If sharing across systems, can you give more concrete details so we can flesh out what the requirements are for this?

i30817 commented 6 years ago

sharing across systems. Common usecase is placing user readable/writable cfg files which contain relative paths to some dir (of a portable app or app that can be made portable like firefox, or dolphin or retroarch) in a flash drive.

Supposedly users can use 'a/relative/path' syntax in windows. In practice, nearly all C and C++ programs/fileformat parsers blow up with this kind of relative path because they only ifdef _WIN32 '\' else '/' etc.

There are complications with forbidden characters that are legal on one platform but not in another (unix to windows mostly).

The vast majority of user made inputs to paths accepts both relative and absolute (when that is poison to moving systems). Which is kind of terrible, because the only way a user will get to have portable files is to use relative paths when possible but every cfg file and nearly all commands are determined to let the input be generalized to absolute paths.

It would be nice if the cfg format generalized a 'relative to the cfg dir' path function/standard requiring a user readable relative path with '/', and returns a (current platform) normalized absolute to the cfg (optionally with another absolute parent dir overload?).

In my mind this means early validation and early failure of corner cases and usecases that the user might have decided are 'necessary' (placing a absolute path, spaces without quotes, using a 'forbidden' character from OSes (besides '/' and closed quotes) on the 'relative path' etc).

I wouldn't actually mind if there is also another clearly marked function that parses 'exotic' relative or absolute paths for the current running platform without this harsh early failure though (ie things like c:\home/relativejoin or a/relative), it should help to prevent the ifdef idiocy above. But that's basically the stdlib job and a library for cfg should promote the portable case.

The only thing i'd regret is that this hack would also be useful for fileformats that insist on user readable paths like .cue for example, not only cfgs and might not be reinvented by several implementations like cue parsers in a attempt at 'generality'. But as long as PathBuf can deal with "a/relative with space" path on Windows, the very worst case is avoided for those formats because programmer laziness works for correctness here (unlike in C). But for cfg i believe you can do better, thus this request to make the 'default' path entries return a path relative to the cfg that is OS portable or fail hard (this could also be a constructor setting i guess).
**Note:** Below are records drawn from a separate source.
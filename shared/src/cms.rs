//! Content entry workflows.
//!
//! Image store and database have no shared transaction. Writes are ordered so
//! a failed upload never leaves a document behind; a crash between steps can
//! still orphan an uploaded image, and cleanup failures are only logged.

use std::sync::Arc;
use std::time::Duration;
use tracing::{info, warn};
use uuid::Uuid;

use crate::content::ContentRepository;
use crate::form::{FormData, UploadedFile};
use crate::images::{public_id_from_url, upload_with_timeout, ImageStore, StoredImage};
use crate::models::{Content, ContentFields};
use crate::{Error, Result};

/// Multipart field carrying the banner image.
pub const BANNER_FIELD: &str = "banner_image";

pub struct ContentService {
    repository: Arc<dyn ContentRepository>,
    images: Arc<dyn ImageStore>,
    upload_timeout: Duration,
}

fn not_found(id: &str) -> Error {
    Error::NotFound(format!("No content found with ID: {}", id))
}

/// Unparseable ids cannot exist, so they are reported the same way as absent ones.
fn parse_id(id: &str) -> Result<Uuid> {
    Uuid::parse_str(id).map_err(|_| not_found(id))
}

impl ContentService {
    pub fn new(
        repository: Arc<dyn ContentRepository>,
        images: Arc<dyn ImageStore>,
        upload_timeout: Duration,
    ) -> Self {
        Self {
            repository,
            images,
            upload_timeout,
        }
    }

    async fn upload(&self, file: &UploadedFile, folder: &str) -> Result<StoredImage> {
        upload_with_timeout(self.images.as_ref(), file, folder, self.upload_timeout).await
    }

    /// Delete the image behind `url`, logging instead of failing.
    async fn remove_image_best_effort(&self, url: Option<&str>, content_id: Uuid) {
        let Some(public_id) = url.and_then(public_id_from_url) else {
            return;
        };
        match self.images.delete(&public_id).await {
            Ok(()) => info!("Deleted banner image {} of content {}", public_id, content_id),
            Err(e) => warn!(
                "Failed to delete banner image {} of content {}; image may be orphaned: {}",
                public_id, content_id, e
            ),
        }
    }

    pub async fn create(&self, form: &FormData) -> Result<Content> {
        let fields = ContentFields::from_form(form)?;

        let banner = match form.file(BANNER_FIELD) {
            Some(file) => Some(self.upload(file, fields.image_folder()).await?),
            None => None,
        };

        let content = self
            .repository
            .insert(&fields, banner.as_ref().map(|b| b.url.as_str()))
            .await?;

        info!("Created content {} ({})", content.id, content.content_type);
        Ok(content)
    }

    pub async fn get(&self, id: &str) -> Result<Content> {
        let uuid = parse_id(id)?;
        self.repository.find(uuid).await?.ok_or_else(|| not_found(id))
    }

    /// Every entry. An empty collection is reported as `NotFound`.
    pub async fn get_all(&self) -> Result<Vec<Content>> {
        let contents = self.repository.list().await?;
        if contents.is_empty() {
            return Err(Error::NotFound("No blogs found".to_string()));
        }
        Ok(contents)
    }

    pub async fn update(&self, id: &str, form: &FormData) -> Result<Content> {
        let fields = ContentFields::from_form(form)?;
        let uuid = parse_id(id)?;
        let existing = self.repository.find(uuid).await?.ok_or_else(|| not_found(id))?;

        let mut banner_image_url = existing.banner_image_url.clone();
        if let Some(file) = form.file(BANNER_FIELD) {
            self.remove_image_best_effort(existing.banner_image_url.as_deref(), uuid)
                .await;
            let uploaded = self.upload(file, fields.image_folder()).await?;
            banner_image_url = Some(uploaded.url);
        }

        let updated = self
            .repository
            .update(uuid, &fields, banner_image_url.as_deref())
            .await?
            .ok_or_else(|| not_found(id))?;

        info!("Updated content {}", updated.id);
        Ok(updated)
    }

    /// Remove an entry and, best effort, its banner. Returns the removed entry.
    pub async fn delete(&self, id: &str) -> Result<Content> {
        let uuid = parse_id(id)?;
        let existing = self.repository.find(uuid).await?.ok_or_else(|| not_found(id))?;

        self.remove_image_best_effort(existing.banner_image_url.as_deref(), uuid)
            .await;

        let deleted = self
            .repository
            .delete(uuid)
            .await?
            .ok_or_else(|| not_found(id))?;

        info!("Deleted content {}", deleted.id);
        Ok(deleted)
    }
}
//! Testimonials Lambda - Manages testimonial images in the image store.
//!
//! Endpoints:
//! - GET /testimonials - List testimonial images
//! - POST /testimonials - Upload a testimonial image (admin, multipart banner_image)
//! - DELETE /testimonials?public_id= - Delete a testimonial image (admin)

use lambda_http::{run, service_fn, Body, Error, Request, Response};
use serde::Serialize;
use shared::form::parse_multipart;
use shared::http::{error_response, preflight_response, reply, require_query_param, route_path};
use shared::images::CloudinaryClient;
use shared::{StoredImage, TestimonialService};
use std::sync::Arc;
use tracing_subscriber::EnvFilter;

#[derive(Debug, Serialize)]
struct DeletedImage {
    public_id: String,
}

struct AppState {
    testimonials: TestimonialService,
    jwt_secret: String,
}

impl AppState {
    fn new() -> Result<Self, Error> {
        let config = shared::Config::from_env()?;
        let images = Arc::new(CloudinaryClient::new(config.cloudinary.clone()));

        Ok(Self {
            testimonials: TestimonialService::new(images, config.upload_timeout),
            jwt_secret: config.jwt_secret,
        })
    }

    async fn add(&self, event: &Request) -> shared::Result<StoredImage> {
        shared::require_admin(event.headers(), &self.jwt_secret)?;
        let form = parse_multipart(event.headers(), event.body()).await?;
        self.testimonials.add(&form).await
    }

    async fn delete(&self, event: &Request) -> shared::Result<DeletedImage> {
        shared::require_admin(event.headers(), &self.jwt_secret)?;
        let public_id = require_query_param(event, "public_id")?;
        self.testimonials.delete(&public_id).await?;
        Ok(DeletedImage { public_id })
    }
}

async fn handler(state: Arc<AppState>, event: Request) -> Result<Response<Body>, Error> {
    let path = route_path(&event);
    let method = event.method().as_str();

    match (method, path.as_str()) {
        ("OPTIONS", _) => preflight_response(),
        ("GET", "/testimonials") => reply(
            200,
            "Testimonials retrieved successfully",
            state.testimonials.list().await,
        ),
        ("POST", "/testimonials") => reply(201, "Testimonial image uploaded", state.add(&event).await),
        ("DELETE", "/testimonials") => reply(200, "Testimonial image deleted", state.delete(&event).await),
        (_, "/testimonials") => error_response(&shared::Error::MethodNotAllowed),
        _ => error_response(&shared::Error::NotFound(format!("No route for {}", path))),
    }
}

#[tokio::main]
async fn main() -> Result<(), Error> {
    tracing_subscriber::fmt()
        .with_env_filter(EnvFilter::from_default_env())
        .json()
        .init();

    let state = Arc::new(AppState::new()?);

    run(service_fn(move |event| {
        let state = Arc::clone(&state);
        async move { handler(state, event).await }
    }))
    .await
}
Dylan-DPC-zz commented 6 years ago

We have opened a "RFC-lite" on confy with reference to this. Do leave your feedback.

sharkdp commented 6 years ago

The directories crate has been mentioned a few times in this ticket. I have recently started to use it in one of my command-line tools and now this issue came up: https://github.com/sharkdp/bat/issues/151. Do people here have any opinion on this? Should command-line tools on macOS use ~/Library/Preferences or ~/.config?

soc commented 6 years ago

@i30817 Interesting, I played with exactly this idea a few weeks ago:

i30817 commented 6 years ago

Yeah, well i reconsidered point 2 myself. I don't mind it being a warning during development, but i don't think it should be forced. Especially since most cli config paths are not controlled by devs but by the user and sometimes they themselves don't control what another tool/user named the files (imagine a file database that is using utf-8). Now i'm thinking that it should be a option to emit a warning about it, but not a 'kill the whole program' error.

soc commented 6 years ago

Yeah ... my approach comes with the expectation that developers are in control of their config file names. I think that's a reasonable assumption in 90% of the cases.

In general, I think there is no having the cake and eating it: either you rule out the various OS' filesystem craziness, or you allow it and have the complexity go through the roof.

I think there is value in having some crate that says "if you don't depend on the crazy parts of Windows path handling, this crate makes your life way easier".